* Problem requirements: Once you find the line containing "value = singularize(value);" in the data below, copy it and each following line exactly, up to and including the line containing "Anything unexpected degrades", and nothing else.

START Supplied material

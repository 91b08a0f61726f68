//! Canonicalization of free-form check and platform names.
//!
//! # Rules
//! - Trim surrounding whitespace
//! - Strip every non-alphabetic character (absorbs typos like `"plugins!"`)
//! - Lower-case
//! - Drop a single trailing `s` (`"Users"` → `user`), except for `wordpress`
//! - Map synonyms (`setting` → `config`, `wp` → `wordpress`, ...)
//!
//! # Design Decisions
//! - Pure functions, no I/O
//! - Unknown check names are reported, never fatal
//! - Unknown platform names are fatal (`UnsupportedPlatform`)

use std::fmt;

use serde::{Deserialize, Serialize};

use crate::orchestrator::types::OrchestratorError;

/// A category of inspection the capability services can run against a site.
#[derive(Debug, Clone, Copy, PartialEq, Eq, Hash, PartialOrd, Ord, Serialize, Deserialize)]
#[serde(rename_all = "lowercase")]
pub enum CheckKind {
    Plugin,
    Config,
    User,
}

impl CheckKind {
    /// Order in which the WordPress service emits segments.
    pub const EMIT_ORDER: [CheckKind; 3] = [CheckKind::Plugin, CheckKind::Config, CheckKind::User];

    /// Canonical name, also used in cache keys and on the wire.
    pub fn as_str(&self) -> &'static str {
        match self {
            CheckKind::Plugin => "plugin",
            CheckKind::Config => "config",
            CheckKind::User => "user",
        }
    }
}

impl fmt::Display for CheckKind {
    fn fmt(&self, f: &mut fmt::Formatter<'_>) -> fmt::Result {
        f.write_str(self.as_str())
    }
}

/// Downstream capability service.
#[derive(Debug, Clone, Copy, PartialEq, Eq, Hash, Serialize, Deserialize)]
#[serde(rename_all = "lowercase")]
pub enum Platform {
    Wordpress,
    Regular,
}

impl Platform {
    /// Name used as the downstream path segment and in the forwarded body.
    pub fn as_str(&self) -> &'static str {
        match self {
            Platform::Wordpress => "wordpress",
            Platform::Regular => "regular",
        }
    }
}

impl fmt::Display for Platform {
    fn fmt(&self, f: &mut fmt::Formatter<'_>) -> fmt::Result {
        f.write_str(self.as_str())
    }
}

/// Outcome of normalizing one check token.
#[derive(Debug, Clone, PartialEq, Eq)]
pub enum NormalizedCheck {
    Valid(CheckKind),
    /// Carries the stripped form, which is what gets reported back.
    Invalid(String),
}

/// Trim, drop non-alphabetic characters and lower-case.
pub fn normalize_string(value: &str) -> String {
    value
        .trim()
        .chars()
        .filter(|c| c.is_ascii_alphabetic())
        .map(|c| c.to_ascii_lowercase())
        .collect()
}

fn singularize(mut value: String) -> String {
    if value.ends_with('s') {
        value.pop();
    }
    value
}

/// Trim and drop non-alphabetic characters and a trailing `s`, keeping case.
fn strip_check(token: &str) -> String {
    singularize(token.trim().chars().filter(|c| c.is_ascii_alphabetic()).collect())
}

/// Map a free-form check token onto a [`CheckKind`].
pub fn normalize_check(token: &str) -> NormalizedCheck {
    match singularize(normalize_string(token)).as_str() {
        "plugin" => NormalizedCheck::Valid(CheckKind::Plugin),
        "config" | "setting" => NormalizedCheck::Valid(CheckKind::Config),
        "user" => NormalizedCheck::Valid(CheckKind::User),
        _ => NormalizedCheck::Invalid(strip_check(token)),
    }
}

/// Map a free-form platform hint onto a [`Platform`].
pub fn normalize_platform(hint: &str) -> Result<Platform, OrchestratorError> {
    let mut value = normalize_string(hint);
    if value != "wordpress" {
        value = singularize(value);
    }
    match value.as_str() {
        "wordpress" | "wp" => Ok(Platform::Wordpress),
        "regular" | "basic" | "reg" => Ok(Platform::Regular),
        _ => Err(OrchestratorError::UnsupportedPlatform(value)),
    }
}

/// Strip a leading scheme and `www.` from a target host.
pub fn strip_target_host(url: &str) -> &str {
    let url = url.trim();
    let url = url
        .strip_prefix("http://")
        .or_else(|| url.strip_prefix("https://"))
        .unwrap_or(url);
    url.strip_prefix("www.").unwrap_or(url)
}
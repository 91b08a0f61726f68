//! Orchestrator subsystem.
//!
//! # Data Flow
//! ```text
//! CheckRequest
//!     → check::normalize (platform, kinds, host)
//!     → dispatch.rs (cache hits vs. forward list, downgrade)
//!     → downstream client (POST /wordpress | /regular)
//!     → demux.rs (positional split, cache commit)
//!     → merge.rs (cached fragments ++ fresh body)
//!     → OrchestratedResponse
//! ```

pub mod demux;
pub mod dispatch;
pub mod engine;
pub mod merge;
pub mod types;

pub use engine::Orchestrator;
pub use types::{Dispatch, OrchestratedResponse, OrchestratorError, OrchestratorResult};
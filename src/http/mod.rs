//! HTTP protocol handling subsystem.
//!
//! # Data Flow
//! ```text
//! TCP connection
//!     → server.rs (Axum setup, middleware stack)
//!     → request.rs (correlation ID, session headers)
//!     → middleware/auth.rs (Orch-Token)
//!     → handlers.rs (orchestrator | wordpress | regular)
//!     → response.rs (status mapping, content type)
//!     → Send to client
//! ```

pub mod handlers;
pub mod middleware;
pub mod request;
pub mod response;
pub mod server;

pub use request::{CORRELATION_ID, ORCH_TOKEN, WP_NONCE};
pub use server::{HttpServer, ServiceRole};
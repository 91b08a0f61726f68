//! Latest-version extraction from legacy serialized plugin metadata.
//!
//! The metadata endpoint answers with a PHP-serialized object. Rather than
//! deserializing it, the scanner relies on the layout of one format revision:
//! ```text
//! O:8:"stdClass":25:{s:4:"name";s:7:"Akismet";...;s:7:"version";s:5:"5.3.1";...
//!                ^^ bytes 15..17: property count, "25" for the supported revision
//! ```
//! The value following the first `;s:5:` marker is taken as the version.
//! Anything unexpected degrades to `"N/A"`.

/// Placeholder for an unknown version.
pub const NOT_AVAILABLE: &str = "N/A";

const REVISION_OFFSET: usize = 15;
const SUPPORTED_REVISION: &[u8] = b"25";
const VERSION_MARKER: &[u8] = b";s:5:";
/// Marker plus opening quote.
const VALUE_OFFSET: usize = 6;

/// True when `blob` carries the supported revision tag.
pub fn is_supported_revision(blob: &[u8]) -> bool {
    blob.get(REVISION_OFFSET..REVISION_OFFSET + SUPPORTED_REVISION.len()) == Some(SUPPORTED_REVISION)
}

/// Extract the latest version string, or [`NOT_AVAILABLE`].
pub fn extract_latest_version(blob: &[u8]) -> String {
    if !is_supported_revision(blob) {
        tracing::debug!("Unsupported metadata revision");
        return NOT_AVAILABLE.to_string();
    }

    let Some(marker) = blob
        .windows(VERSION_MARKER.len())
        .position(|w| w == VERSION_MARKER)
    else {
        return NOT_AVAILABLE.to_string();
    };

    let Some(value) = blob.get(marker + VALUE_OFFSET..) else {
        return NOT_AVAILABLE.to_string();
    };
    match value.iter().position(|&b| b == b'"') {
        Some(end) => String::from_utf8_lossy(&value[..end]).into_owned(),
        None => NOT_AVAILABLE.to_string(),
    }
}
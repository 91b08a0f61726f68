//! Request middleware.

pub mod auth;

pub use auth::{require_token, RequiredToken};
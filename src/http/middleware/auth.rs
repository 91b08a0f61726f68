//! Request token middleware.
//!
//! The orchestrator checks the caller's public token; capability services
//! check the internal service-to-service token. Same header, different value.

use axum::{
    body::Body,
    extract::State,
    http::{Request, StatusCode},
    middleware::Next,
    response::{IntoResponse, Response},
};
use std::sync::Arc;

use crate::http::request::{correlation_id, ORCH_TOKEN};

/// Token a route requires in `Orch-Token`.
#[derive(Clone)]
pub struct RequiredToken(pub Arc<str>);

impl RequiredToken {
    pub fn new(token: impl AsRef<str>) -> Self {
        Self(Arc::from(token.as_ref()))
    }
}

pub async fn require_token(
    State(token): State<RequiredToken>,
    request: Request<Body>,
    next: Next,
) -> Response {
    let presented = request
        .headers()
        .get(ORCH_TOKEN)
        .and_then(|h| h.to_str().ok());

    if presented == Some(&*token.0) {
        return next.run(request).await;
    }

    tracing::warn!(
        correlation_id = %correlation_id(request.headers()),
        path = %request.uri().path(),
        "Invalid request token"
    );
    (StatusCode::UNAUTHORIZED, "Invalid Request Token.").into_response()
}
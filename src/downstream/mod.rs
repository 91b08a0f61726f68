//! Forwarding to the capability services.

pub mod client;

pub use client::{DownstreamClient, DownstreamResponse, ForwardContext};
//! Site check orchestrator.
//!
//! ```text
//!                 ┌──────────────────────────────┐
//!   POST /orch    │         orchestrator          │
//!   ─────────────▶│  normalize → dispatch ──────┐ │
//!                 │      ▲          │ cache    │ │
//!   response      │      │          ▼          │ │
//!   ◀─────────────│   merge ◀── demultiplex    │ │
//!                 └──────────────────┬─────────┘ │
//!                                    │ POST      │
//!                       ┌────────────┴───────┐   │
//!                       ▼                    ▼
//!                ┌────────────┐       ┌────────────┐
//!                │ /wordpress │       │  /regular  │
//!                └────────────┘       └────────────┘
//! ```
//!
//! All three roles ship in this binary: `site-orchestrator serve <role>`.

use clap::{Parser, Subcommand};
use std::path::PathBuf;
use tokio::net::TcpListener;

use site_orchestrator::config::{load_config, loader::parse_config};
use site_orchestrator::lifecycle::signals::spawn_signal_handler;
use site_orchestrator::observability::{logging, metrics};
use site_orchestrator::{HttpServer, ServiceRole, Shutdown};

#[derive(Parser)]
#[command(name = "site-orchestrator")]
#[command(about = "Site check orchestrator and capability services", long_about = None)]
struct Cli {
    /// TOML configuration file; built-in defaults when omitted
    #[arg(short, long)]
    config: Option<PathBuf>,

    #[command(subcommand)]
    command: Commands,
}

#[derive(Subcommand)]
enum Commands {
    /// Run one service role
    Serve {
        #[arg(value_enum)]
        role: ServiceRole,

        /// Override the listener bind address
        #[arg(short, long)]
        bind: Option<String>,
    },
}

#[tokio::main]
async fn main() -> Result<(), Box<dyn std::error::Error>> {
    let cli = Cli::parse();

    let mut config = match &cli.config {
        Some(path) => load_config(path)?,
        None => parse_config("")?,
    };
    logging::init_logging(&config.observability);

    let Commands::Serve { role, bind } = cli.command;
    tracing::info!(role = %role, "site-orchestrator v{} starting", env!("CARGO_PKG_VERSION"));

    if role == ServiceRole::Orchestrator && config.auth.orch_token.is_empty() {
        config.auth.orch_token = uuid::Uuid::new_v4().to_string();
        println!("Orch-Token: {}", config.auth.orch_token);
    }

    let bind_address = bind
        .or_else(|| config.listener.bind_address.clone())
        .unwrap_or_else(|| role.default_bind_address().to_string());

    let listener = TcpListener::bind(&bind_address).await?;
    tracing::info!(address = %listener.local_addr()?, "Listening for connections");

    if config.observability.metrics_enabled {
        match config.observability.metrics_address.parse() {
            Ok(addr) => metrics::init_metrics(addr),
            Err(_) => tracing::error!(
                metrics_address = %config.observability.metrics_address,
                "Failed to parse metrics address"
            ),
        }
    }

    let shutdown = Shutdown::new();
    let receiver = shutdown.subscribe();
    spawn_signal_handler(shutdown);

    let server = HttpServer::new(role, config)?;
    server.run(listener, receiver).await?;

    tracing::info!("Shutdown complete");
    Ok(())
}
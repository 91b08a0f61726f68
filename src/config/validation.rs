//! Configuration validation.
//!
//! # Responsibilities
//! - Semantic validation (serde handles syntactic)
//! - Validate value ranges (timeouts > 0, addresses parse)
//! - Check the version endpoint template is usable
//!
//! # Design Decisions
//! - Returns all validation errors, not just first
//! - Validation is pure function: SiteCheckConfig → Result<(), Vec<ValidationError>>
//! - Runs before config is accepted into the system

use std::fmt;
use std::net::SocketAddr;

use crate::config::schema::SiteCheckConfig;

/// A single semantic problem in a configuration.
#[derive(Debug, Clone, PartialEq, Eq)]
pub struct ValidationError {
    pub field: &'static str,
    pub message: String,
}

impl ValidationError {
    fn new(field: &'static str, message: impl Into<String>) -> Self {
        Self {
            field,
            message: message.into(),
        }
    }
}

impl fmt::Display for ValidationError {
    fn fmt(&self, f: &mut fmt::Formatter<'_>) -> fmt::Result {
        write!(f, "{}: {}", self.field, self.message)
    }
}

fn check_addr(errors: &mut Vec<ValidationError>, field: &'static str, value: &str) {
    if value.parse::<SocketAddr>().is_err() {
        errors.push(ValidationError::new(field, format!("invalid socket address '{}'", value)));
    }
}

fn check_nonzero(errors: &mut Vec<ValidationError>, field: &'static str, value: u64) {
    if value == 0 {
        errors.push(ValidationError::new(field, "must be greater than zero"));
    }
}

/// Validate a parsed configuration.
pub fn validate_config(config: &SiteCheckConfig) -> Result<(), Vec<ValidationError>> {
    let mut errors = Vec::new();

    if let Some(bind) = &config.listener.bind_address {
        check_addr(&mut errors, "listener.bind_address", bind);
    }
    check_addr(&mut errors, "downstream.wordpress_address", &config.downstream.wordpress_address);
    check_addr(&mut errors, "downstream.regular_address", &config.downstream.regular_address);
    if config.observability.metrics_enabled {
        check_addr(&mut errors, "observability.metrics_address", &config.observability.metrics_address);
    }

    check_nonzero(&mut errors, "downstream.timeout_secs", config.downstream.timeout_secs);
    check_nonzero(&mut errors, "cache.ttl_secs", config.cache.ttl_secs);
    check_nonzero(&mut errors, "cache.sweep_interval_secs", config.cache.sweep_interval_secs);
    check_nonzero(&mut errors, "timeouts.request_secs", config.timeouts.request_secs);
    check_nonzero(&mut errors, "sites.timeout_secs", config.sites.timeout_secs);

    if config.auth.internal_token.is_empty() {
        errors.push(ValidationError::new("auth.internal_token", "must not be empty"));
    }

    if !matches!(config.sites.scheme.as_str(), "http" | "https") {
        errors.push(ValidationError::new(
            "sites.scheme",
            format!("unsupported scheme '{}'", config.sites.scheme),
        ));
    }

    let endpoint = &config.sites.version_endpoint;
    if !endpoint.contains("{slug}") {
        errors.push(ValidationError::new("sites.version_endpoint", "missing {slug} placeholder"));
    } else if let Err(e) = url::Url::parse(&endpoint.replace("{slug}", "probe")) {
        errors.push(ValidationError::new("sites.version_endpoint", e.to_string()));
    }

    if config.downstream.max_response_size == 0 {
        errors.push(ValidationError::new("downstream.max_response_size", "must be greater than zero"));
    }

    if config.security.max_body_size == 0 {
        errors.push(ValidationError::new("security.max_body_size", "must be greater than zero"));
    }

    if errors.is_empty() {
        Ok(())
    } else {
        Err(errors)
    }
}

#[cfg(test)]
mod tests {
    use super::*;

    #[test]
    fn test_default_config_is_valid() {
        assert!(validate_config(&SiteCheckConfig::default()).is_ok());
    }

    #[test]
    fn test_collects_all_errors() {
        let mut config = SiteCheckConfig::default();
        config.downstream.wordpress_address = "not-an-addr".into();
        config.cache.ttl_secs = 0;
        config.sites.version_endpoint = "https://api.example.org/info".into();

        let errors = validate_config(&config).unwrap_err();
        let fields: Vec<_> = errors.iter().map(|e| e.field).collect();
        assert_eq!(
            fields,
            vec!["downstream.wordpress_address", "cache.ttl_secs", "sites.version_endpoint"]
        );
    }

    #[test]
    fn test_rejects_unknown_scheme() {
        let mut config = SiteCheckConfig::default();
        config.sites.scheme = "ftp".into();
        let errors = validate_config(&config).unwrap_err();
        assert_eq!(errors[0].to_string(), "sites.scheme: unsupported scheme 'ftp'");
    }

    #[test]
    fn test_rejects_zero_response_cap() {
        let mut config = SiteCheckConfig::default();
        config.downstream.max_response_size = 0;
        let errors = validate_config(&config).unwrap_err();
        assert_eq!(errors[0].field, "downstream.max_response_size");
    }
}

END Supplied material

* Reply to the exercise:
        value = singularize(value);
    }
    match value.as_str() {
        "wordpress" | "wp" => Ok(Platform::Wordpress),
        "regular" | "basic" | "reg" => Ok(Platform::Regular),
        _ => Err(OrchestratorError::UnsupportedPlatform(value)),
    }
}

/// Strip a leading scheme and `www.` from a target host.
pub fn strip_target_host(url: &str) -> &str {
    let url = url.trim();
    let url = url
        .strip_prefix("http://")
        .or_else(|| url.strip_prefix("https://"))
        .unwrap_or(url);
    url.strip_prefix("www.").unwrap_or(url)
}
repository 91b08a0f61726f68
//! Orchestrator subsystem.
//!
//! # Data Flow
//! ```text
//! CheckRequest
//!     → check::normalize (platform, kinds, host)
//!     → dispatch.rs (cache hits vs. forward list, downgrade)
//!     → downstream client (POST /wordpress | /regular)
//!     → demux.rs (positional split, cache commit)
//!     → merge.rs (cached fragments ++ fresh body)
//!     → OrchestratedResponse
//! ```

pub mod demux;
pub mod dispatch;
pub mod engine;
pub mod merge;
pub mod types;

pub use engine::Orchestrator;
pub use types::{Dispatch, OrchestratedResponse, OrchestratorError, OrchestratorResult};
filename src/http/mod.rs
//! HTTP protocol handling subsystem.
//!
//! # Data Flow
//! ```text
//! TCP connection
//!     → server.rs (Axum setup, middleware stack)
//!     → request.rs (correlation ID, session headers)
//!     → middleware/auth.rs (Orch-Token)
//!     → handlers.rs (orchestrator | wordpress | regular)
//!     → response.rs (status mapping, content type)
//!     → Send to client
//! ```

pub mod handlers;
pub mod middleware;
pub mod request;
pub mod response;
pub mod server;

pub use request::{CORRELATION_ID, ORCH_TOKEN, WP_NONCE};
pub use server::{HttpServer, ServiceRole};
repository 91b08a0f61726f68
//! Latest-version extraction from legacy serialized plugin metadata.
//!
//! The metadata endpoint answers with a PHP-serialized object. Rather than
//! deserializing it, the scanner relies on the layout of one format revision:
//! ```text
//! O:8:"stdClass":25:{s:4:"name";s:7:"Akismet";...;s:7:"version";s:5:"5.3.1";...
//!                ^^ bytes 15..17: property count, "25" for the supported revision
//! ```
//! The value following the first `;s:5:` marker is taken as the version.
//! Anything unexpected degrades to `"N/A"`.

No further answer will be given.